## THE INPUT
● ● ● ● ● ● ●

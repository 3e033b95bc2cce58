mod accounts;
mod applications;
mod config;
mod dashboard;
mod db;
mod errors;
mod groups;
mod invitations;
mod llm_client;
mod matching;
mod memberships;
mod models;
mod pagination;
mod projects;
mod routes;
mod state;
mod suggestions;
#[cfg(test)]
mod test_support;
mod uploads;

use anyhow::Result;
use aws_config::Region;
use aws_sdk_s3::config::Credentials;
use std::net::SocketAddr;
use tower_http::{cors::CorsLayer, trace::TraceLayer};
use tracing::{info, warn};
use tracing_subscriber::{layer::SubscriberExt, util::SubscriberInitExt, EnvFilter};

use std::sync::Arc;

use crate::accounts::sessions::SessionStore;
use crate::config::{Config, UploadBackend};
use crate::db::create_pool;
use crate::llm_client::LlmClient;
use crate::routes::build_router;
use crate::state::AppState;
use crate::suggestions::{KeywordSuggester, LlmSuggester, TechStackSuggester};
use crate::uploads::{LocalUploadStore, S3UploadStore, UploadStore};

#[tokio::main]
async fn main() -> Result<()> {
    // Load configuration first (fails on missing required env vars)
    let config = Config::from_env()?;

    // Initialize structured logging
    tracing_subscriber::registry()
        .with(EnvFilter::try_from_default_env().unwrap_or_else(|_| {
            EnvFilter::new(format!("{}={}", env!("CARGO_PKG_NAME"), &config.rust_log))
        }))
        .with(tracing_subscriber::fmt::layer())
        .init();

    info!("Starting Crewd API v{}", env!("CARGO_PKG_VERSION"));

    // Initialize PostgreSQL
    let db = create_pool(&config.database_url).await?;

    // Initialize Redis sessions
    let redis = redis::Client::open(config.redis_url.clone())?;
    let sessions = SessionStore::new(redis, config.session_ttl_seconds);
    info!(
        "Redis session store initialized (ttl: {}s)",
        config.session_ttl_seconds
    );

    // Initialize profile picture storage
    let uploads: Arc<dyn UploadStore> = match &config.upload_backend {
        UploadBackend::S3 => Arc::new(S3UploadStore::new(
            build_s3_client(&config).await,
            config.s3_bucket.clone(),
        )),
        UploadBackend::Local(root) => Arc::new(LocalUploadStore::new(root.clone())),
    };
    info!("Upload store initialized (backend: {})", uploads.backend());

    // Initialize tech-stack suggester (keyword scan unless an API key is set)
    let suggester: Arc<dyn TechStackSuggester> = match &config.anthropic_api_key {
        Some(key) => {
            let llm = LlmClient::new(key.clone())?;
            info!("LLM client initialized (model: {})", llm_client::MODEL);
            Arc::new(LlmSuggester::new(llm))
        }
        None => {
            warn!("ANTHROPIC_API_KEY not set; tech-stack suggestions use keyword matching");
            Arc::new(KeywordSuggester)
        }
    };

    let state = AppState {
        db,
        sessions,
        uploads,
        suggester,
        config: config.clone(),
    };

    let app = build_router(state)
        .layer(TraceLayer::new_for_http())
        .layer(CorsLayer::permissive()); // TODO: restrict origins once the web client has a fixed host

    let addr: SocketAddr = format!("0.0.0.0:{}", config.port).parse()?;
    info!("Listening on {addr}");

    let listener = tokio::net::TcpListener::bind(addr).await?;
    axum::serve(listener, app).await?;

    Ok(())
}

/// Constructs an S3 client configured for MinIO (local) or AWS (production).
async fn build_s3_client(config: &Config) -> aws_sdk_s3::Client {
    let credentials = Credentials::new(
        &config.aws_access_key_id,
        &config.aws_secret_access_key,
        None,
        None,
        "crewd-static",
    );

    let s3_config = aws_config::defaults(aws_config::BehaviorVersion::latest())
        .region(Region::new("us-east-1"))
        .credentials_provider(credentials)
        .endpoint_url(&config.s3_endpoint)
        .load()
        .await;

    // MinIO serves buckets under the path, not as subdomains.
    let s3_config = aws_sdk_s3::config::Builder::from(&s3_config)
        .force_path_style(true)
        .build();
    aws_sdk_s3::Client::from_conf(s3_config)
}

● ● ● ● ● ● ●

## PROBLEM
Repeat the records above exactly.

## TASK ANSWER
repository 3e033b95bc2cce58
mod accounts;
mod applications;
mod config;
mod dashboard;
mod db;
mod errors;
mod groups;
mod invitations;
mod llm_client;
mod matching;
mod memberships;
mod models;
mod pagination;
mod projects;
mod routes;
mod state;
mod suggestions;
#[cfg(test)]
mod test_support;
mod uploads;

use anyhow::Result;
use aws_config::Region;
use aws_sdk_s3::config::Credentials;
use std::net::SocketAddr;
use tower_http::{cors::CorsLayer, trace::TraceLayer};
use tracing::{info, warn};
use tracing_subscriber::{layer::SubscriberExt, util::SubscriberInitExt, EnvFilter};

use std::sync::Arc;

use crate::accounts::sessions::SessionStore;
use crate::config::{Config, UploadBackend};
use crate::db::create_pool;
use crate::llm_client::LlmClient;
use crate::routes::build_router;
use crate::state::AppState;
use crate::suggestions::{KeywordSuggester, LlmSuggester, TechStackSuggester};
use crate::uploads::{LocalUploadStore, S3UploadStore, UploadStore};

#[tokio::main]
async fn main() -> Result<()> {
    // Load configuration first (fails on missing required env vars)
    let config = Config::from_env()?;

    // Initialize structured logging
    tracing_subscriber::registry()
        .with(EnvFilter::try_from_default_env().unwrap_or_else(|_| {
            EnvFilter::new(format!("{}={}", env!("CARGO_PKG_NAME"), &config.rust_log))
        }))
        .with(tracing_subscriber::fmt::layer())
        .init();

    info!("Starting Crewd API v{}", env!("CARGO_PKG_VERSION"));

    // Initialize PostgreSQL
    let db = create_pool(&config.database_url).await?;

    // Initialize Redis sessions
    let redis = redis::Client::open(config.redis_url.clone())?;
    let sessions = SessionStore::new(redis, config.session_ttl_seconds);
    info!(
        "Redis session store initialized (ttl: {}s)",
        config.session_ttl_seconds
    );

    // Initialize profile picture storage
    let uploads: Arc<dyn UploadStore> = match &config.upload_backend {
        UploadBackend::S3 => Arc::new(S3UploadStore::new(
            build_s3_client(&config).await,
            config.s3_bucket.clone(),
        )),
        UploadBackend::Local(root) => Arc::new(LocalUploadStore::new(root.clone())),
    };
    info!("Upload store initialized (backend: {})", uploads.backend());

    // Initialize tech-stack suggester (keyword scan unless an API key is set)
    let suggester: Arc<dyn TechStackSuggester> = match &config.anthropic_api_key {
        Some(key) => {
            let llm = LlmClient::new(key.clone())?;
            info!("LLM client initialized (model: {})", llm_client::MODEL);
            Arc::new(LlmSuggester::new(llm))
        }
        None => {
            warn!("ANTHROPIC_API_KEY not set; tech-stack suggestions use keyword matching");
            Arc::new(KeywordSuggester)
        }
    };

    let state = AppState {
        db,
        sessions,
        uploads,
        suggester,
        config: config.clone(),
    };

    let app = build_router(state)
        .layer(TraceLayer::new_for_http())
        .layer(CorsLayer::permissive()); // TODO: restrict origins once the web client has a fixed host

    let addr: SocketAddr = format!("0.0.0.0:{}", config.port).parse()?;
    info!("Listening on {addr}");

    let listener = tokio::net::TcpListener::bind(addr).await?;
    axum::serve(listener, app).await?;

    Ok(())
}

/// Constructs an S3 client configured for MinIO (local) or AWS (production).
async fn build_s3_client(config: &Config) -> aws_sdk_s3::Client {
    let credentials = Credentials::new(
        &config.aws_access_key_id,
        &config.aws_secret_access_key,
        None,
        None,
        "crewd-static",
    );

    let s3_config = aws_config::defaults(aws_config::BehaviorVersion::latest())
        .region(Region::new("us-east-1"))
        .credentials_provider(credentials)
        .endpoint_url(&config.s3_endpoint)
        .load()
        .await;

    // MinIO serves buckets under the path, not as subdomains.
    let s3_config = aws_sdk_s3::config::Builder::from(&s3_config)
        .force_path_style(true)
        .build();
    aws_sdk_s3::Client::from_conf(s3_config)
}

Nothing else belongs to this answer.